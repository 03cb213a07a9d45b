use std::io::{BufRead, Write};
use std::path::PathBuf;

use anyhow::Context;
use clap::{Parser, Subcommand};

use reactivate_lib::dates::DateNormalizer;
use reactivate_lib::db::{
    backup_database, with_store, ClientDb, ClientStore, OpenStore, SqliteLocation,
};
use reactivate_lib::email::{MessageTemplate, OutboxTransport};
use reactivate_lib::ingest::{ingest_interactive, ingest_staging_file};
use reactivate_lib::lifecycle::{archive_overdue_between, reschedule, sweep_rem_date_in_past};
use reactivate_lib::outreach::{commit, decline, propose, Dispatch};
use reactivate_lib::selector::select_due;
use reactivate_lib::state::{load_config, load_config_at, DataPaths};
use reactivate_lib::types::{ClientKey, Config};
use reactivate_lib::validate::{InteractiveInput, RecordValidator};

#[derive(Debug, Parser)]
#[command(name = "reactivate", version, about = "Remind lapsed clients that you miss them")]
struct Cli {
    /// Config file (defaults to ~/.reactivate/config.json).
    #[arg(long, global = true, env = "REACTIVATE_CONFIG")]
    config: Option<PathBuf>,

    #[command(subcommand)]
    command: Commands,
}

#[derive(Debug, Subcommand)]
enum Commands {
    /// Add one client by hand.
    Add {
        first_name: String,
        last_name: String,
        /// Date of last visit, M/D/Y or M-D-Y.
        last_visit: String,
        /// When to remind (defaults to 30 days from today).
        #[arg(long)]
        rem_date: Option<String>,
        #[arg(long)]
        email: Option<String>,
    },

    /// Import the staging file; rejected lines are written back for fixing.
    Import {
        #[arg(long)]
        staging: Option<PathBuf>,
    },

    /// List clients due for a reminder.
    Due,

    /// Email every due client that has an address, after confirmation.
    Contact {
        /// Skip the confirmation prompt.
        #[arg(long)]
        yes: bool,
    },

    /// Count a contact for every client whose reminder date has passed.
    Sweep,

    /// Move clients contacted more than the threshold into the archive.
    Archive {
        #[arg(long)]
        threshold: Option<u32>,
    },

    /// Set a new reminder date for a client.
    Reschedule {
        first_name: String,
        last_name: String,
        date: String,
    },

    /// Show stored clients matching a name.
    Show { first_name: String, last_name: String },

    /// Copy the client database to a backup file.
    Backup { dest: PathBuf },

    /// Delete every client from the active list (or the archive).
    Clear {
        #[arg(long)]
        archive: bool,
        /// Skip the confirmation prompt.
        #[arg(long)]
        yes: bool,
    },
}

fn main() -> anyhow::Result<()> {
    env_logger::Builder::from_env(env_logger::Env::default().default_filter_or("info")).init();

    let cli = Cli::parse();
    let config = match &cli.config {
        Some(path) => load_config_at(path),
        None => load_config(),
    }
    .context("Failed to load config")?;
    let paths = DataPaths::resolve(&config)?;
    let active = SqliteLocation::new(&paths.db);
    let archive = SqliteLocation::new(&paths.archive);
    let dates = DateNormalizer::new(&config);

    match cli.command {
        Commands::Add {
            first_name,
            last_name,
            last_visit,
            rem_date,
            email,
        } => {
            let mut input = InteractiveInput::new(&first_name, &last_name, &last_visit);
            input.reminder_date = rem_date;
            input.email = email;
            let outcome = ingest_interactive(&active, &RecordValidator::new(dates), &input);
            println!("{}", outcome.message);
        }

        Commands::Import { staging } => {
            let staging = staging.unwrap_or(paths.staging);
            let report = ingest_staging_file(&staging, &active, &RecordValidator::new(dates))?;
            for name in &report.written {
                println!("Added {}", name);
            }
            for (bucket, lines) in &report.failures {
                println!("{}:", bucket.label());
                for rejected in lines {
                    println!("  {}", rejected.line);
                }
            }
            println!("{}", report.summary());
        }

        Commands::Due => {
            let due = with_store(&active, |store| select_due(&*store, &dates))?;
            if due.is_empty() {
                println!("No clients are due.");
            }
            for client in due {
                println!("{}", client);
            }
        }

        Commands::Contact { yes } => contact(&config, &paths, &active, &archive, &dates, yes)?,

        Commands::Sweep => {
            let swept = with_store(&active, |store| sweep_rem_date_in_past(store, &dates))?;
            println!("Counted a contact for {} overdue clients.", swept);
        }

        Commands::Archive { threshold } => {
            let threshold = threshold.unwrap_or(config.removal_threshold);
            let moved = archive_overdue_between(&active, &archive, threshold)?;
            println!("Archived {} clients.", moved.len());
        }

        Commands::Reschedule {
            first_name,
            last_name,
            date,
        } => {
            let key = ClientKey::new(&first_name, &last_name);
            let updated = with_store(&active, |store| reschedule(store, &dates, &key, &date))?;
            println!("Rescheduled {} clients.", updated);
        }

        Commands::Show {
            first_name,
            last_name,
        } => {
            let key = ClientKey::new(&first_name, &last_name);
            let rows = with_store(&active, |store| store.find_clients(&key))?;
            if rows.is_empty() {
                println!("No client named {} {}.", first_name, last_name);
            }
            for (_, row) in rows {
                println!("{}", serde_json::to_string_pretty(&row)?);
            }
        }

        Commands::Backup { dest } => {
            let db = ClientDb::open_at(paths.db.clone())?;
            let written = backup_database(&db, &dest)?;
            println!("Backed up to {}", written.display());
        }

        Commands::Clear { archive: from_archive, yes } => {
            let target = if from_archive { &archive } else { &active };
            if !yes && !confirm(&format!("Delete every client in {}?", target.describe()))? {
                println!("Nothing was deleted.");
                return Ok(());
            }
            let removed = with_store(target, |store| store.clear())?;
            println!("Deleted {} clients.", removed);
        }
    }
    Ok(())
}

fn contact(
    config: &Config,
    paths: &DataPaths,
    active: &SqliteLocation,
    archive: &SqliteLocation,
    dates: &DateNormalizer,
    yes: bool,
) -> anyhow::Result<()> {
    let due = with_store(active, |store| select_due(&*store, dates))?;
    let token = propose(due, dates);
    for client in token.skipped() {
        println!("No email on file, skipping: {}", client);
    }
    if token.is_empty() {
        println!("No emails were sent.");
        decline(token);
        return Ok(());
    }
    for client in token.recipients() {
        println!("{}", client);
    }

    let count = token.recipients().len();
    if !yes && !confirm(&format!(
        "Are you sure you want to email {} client{}?",
        count,
        if count > 1 { "s" } else { "" }
    ))? {
        decline(token);
        println!("No emails were sent.");
        return Ok(());
    }

    let template = MessageTemplate::load(paths.template.as_deref())?;
    let mut transport = OutboxTransport::new(&paths.outbox);
    let outcome = commit(
        token,
        Dispatch {
            template: &template,
            sender: &config.sender,
            transport: &mut transport,
            dates,
            removal_threshold: config.removal_threshold,
        },
        active,
        archive,
    )?;
    println!(
        "Email(s) queued for {}: {}",
        paths.outbox.display(),
        outcome.sent.join(", ")
    );
    for (name, reason) in &outcome.failed {
        println!("Not sent to {}: {}", name, reason);
    }
    if !outcome.archived.is_empty() {
        println!("Archived: {}", outcome.archived.join(", "));
    }
    Ok(())
}

fn confirm(prompt: &str) -> anyhow::Result<bool> {
    print!("{} [y/N] ", prompt);
    std::io::stdout().flush()?;
    let mut answer = String::new();
    std::io::stdin().lock().read_line(&mut answer)?;
    Ok(matches!(answer.trim(), "y" | "Y" | "yes"))
}

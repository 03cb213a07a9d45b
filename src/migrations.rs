//! Schema upgrades for client database files.
//!
//! The schema version is SQLite's `user_version` header field, so it travels
//! with the file it describes. Each step runs in its own transaction together
//! with its version bump. A step that fails leaves the file at the version it
//! had before that step.

use std::path::Path;

use rusqlite::{Connection, TransactionBehavior};

use crate::db::clients::copy_database;
use crate::db::DbError;

/// Step `n` (zero-based) brings a file to version `n + 1`.
const STEPS: &[&str] = &[include_str!("migrations/001_baseline.sql")];

pub fn schema_version(conn: &Connection) -> Result<u32, DbError> {
    Ok(conn.pragma_query_value(None, "user_version", |row| row.get(0))?)
}

/// Bring `conn` up to the newest schema and return how many steps ran.
///
/// A file that already has a schema is copied to `backup_to` before its first
/// pending step. A file newer than this build is refused without changes.
pub fn upgrade(conn: &mut Connection, backup_to: &Path) -> Result<usize, DbError> {
    apply_steps(conn, STEPS, backup_to)
}

fn apply_steps(conn: &mut Connection, steps: &[&str], backup_to: &Path) -> Result<usize, DbError> {
    let found = schema_version(conn)?;
    let supported = steps.len() as u32;
    if found > supported {
        return Err(DbError::SchemaTooNew { found, supported });
    }
    if found == supported {
        return Ok(0);
    }

    if found > 0 {
        copy_database(conn, backup_to)?;
        log::info!(
            "Copied the v{} database to {} before upgrading",
            found,
            backup_to.display()
        );
    }

    for (index, sql) in steps.iter().enumerate().skip(found as usize) {
        let version = index as u32 + 1;
        let tx = conn.transaction_with_behavior(TransactionBehavior::Immediate)?;
        tx.execute_batch(sql)
            .map_err(|source| DbError::Migration { version, source })?;
        tx.pragma_update(None, "user_version", version)?;
        tx.commit()?;
        log::info!("Schema upgraded to v{}", version);
    }

    Ok((supported - found) as usize)
}

#[cfg(test)]
mod tests {
    use super::*;

    fn mem_db() -> Connection {
        Connection::open_in_memory().expect("in-memory db")
    }

    fn table_exists(conn: &Connection, name: &str) -> bool {
        conn.query_row(
            "SELECT COUNT(*) FROM sqlite_master WHERE name = ?1",
            [name],
            |row| row.get::<_, i64>(0),
        )
        .unwrap()
            > 0
    }

    #[test]
    fn test_fresh_db_reaches_latest_version() {
        let mut conn = mem_db();
        let applied = upgrade(&mut conn, Path::new("unused.bak")).expect("upgrade should succeed");
        assert_eq!(applied, STEPS.len());
        assert_eq!(schema_version(&conn).unwrap(), 1);
        assert!(table_exists(&conn, "idx_clients_full_name"));

        conn.execute(
            "INSERT INTO clients (first_name, last_name, last_visit, rem_date, email)
             VALUES ('Rob', 'Bob', '3/5/2018', '11/16/2026', NULL)",
            [],
        )
        .expect("clients table should exist");
        let contacted: i64 = conn
            .query_row("SELECT times_contacted FROM clients", [], |row| row.get(0))
            .unwrap();
        assert_eq!(contacted, 0);
    }

    #[test]
    fn test_negative_contact_count_rejected() {
        let mut conn = mem_db();
        upgrade(&mut conn, Path::new("unused.bak")).unwrap();
        let result = conn.execute(
            "INSERT INTO clients (first_name, last_name, last_visit, rem_date, times_contacted)
             VALUES ('a', 'b', '1/1/2020', '1/1/2020', -1)",
            [],
        );
        assert!(result.is_err());
    }

    #[test]
    fn test_newer_file_is_refused_untouched() {
        let mut conn = mem_db();
        conn.pragma_update(None, "user_version", 7u32).unwrap();

        match upgrade(&mut conn, Path::new("unused.bak")) {
            Err(DbError::SchemaTooNew { found, supported }) => {
                assert_eq!(found, 7);
                assert_eq!(supported, 1);
            }
            other => panic!("expected SchemaTooNew, got {:?}", other),
        }
        assert!(!table_exists(&conn, "clients"));
    }

    #[test]
    fn test_second_upgrade_is_a_no_op() {
        let mut conn = mem_db();
        assert_eq!(upgrade(&mut conn, Path::new("unused.bak")).unwrap(), 1);
        assert_eq!(upgrade(&mut conn, Path::new("unused.bak")).unwrap(), 0);
        assert_eq!(schema_version(&conn).unwrap(), 1);
    }

    #[test]
    fn test_failed_step_keeps_previous_version() {
        let mut conn = mem_db();
        let steps = [
            STEPS[0],
            "CREATE TABLE notes (body TEXT); INSERT INTO no_such_table VALUES (1);",
        ];

        match apply_steps(&mut conn, &steps, Path::new("unused.bak")) {
            Err(DbError::Migration { version, .. }) => assert_eq!(version, 2),
            other => panic!("expected Migration error, got {:?}", other),
        }
        assert_eq!(schema_version(&conn).unwrap(), 1);
        assert!(table_exists(&conn, "clients"));
        assert!(!table_exists(&conn, "notes"), "half-applied step should roll back");

        // Fixing the step lets the same file move on
        let fixed = [STEPS[0], "CREATE TABLE notes (body TEXT);"];
        assert_eq!(apply_steps(&mut conn, &fixed, Path::new("unused.bak")).unwrap(), 1);
        assert_eq!(schema_version(&conn).unwrap(), 2);
    }

    #[test]
    fn test_copy_taken_only_when_upgrading_existing_file() {
        let dir = tempfile::tempdir().expect("tempdir");
        let db_path = dir.path().join("clients.db");
        let backup_path = dir.path().join("clients.db.pre-upgrade.bak");

        let mut conn = Connection::open(&db_path).expect("open db");
        apply_steps(&mut conn, &STEPS[..1], &backup_path).unwrap();
        assert!(!backup_path.exists(), "a brand-new file has nothing to keep");

        conn.execute(
            "INSERT INTO clients (first_name, last_name, last_visit, rem_date)
             VALUES ('Jim', 'Smith', '3/12/2017', '3/21/2019')",
            [],
        )
        .unwrap();
        let steps = [STEPS[0], "ALTER TABLE clients ADD COLUMN phone TEXT;"];
        assert_eq!(apply_steps(&mut conn, &steps, &backup_path).unwrap(), 1);
        assert!(backup_path.exists());

        let copy = Connection::open(&backup_path).unwrap();
        assert_eq!(schema_version(&copy).unwrap(), 1);
        let rows: i64 = copy
            .query_row("SELECT COUNT(*) FROM clients", [], |row| row.get(0))
            .unwrap();
        assert_eq!(rows, 1);
    }
}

Task item
Restate word for word only the lines above from the line containing "let supported = steps.len() as u32;" to the line containing "let version = index as u32 + 1;", both of them included.

Result of this exercise
    let supported = steps.len() as u32;
    if found > supported {
        return Err(DbError::SchemaTooNew { found, supported });
    }
    if found == supported {
        return Ok(0);
    }

    if found > 0 {
        copy_database(conn, backup_to)?;
        log::info!(
            "Copied the v{} database to {} before upgrading",
            found,
            backup_to.display()
        );
    }

    for (index, sql) in steps.iter().enumerate().skip(found as usize) {
        let version = index as u32 + 1;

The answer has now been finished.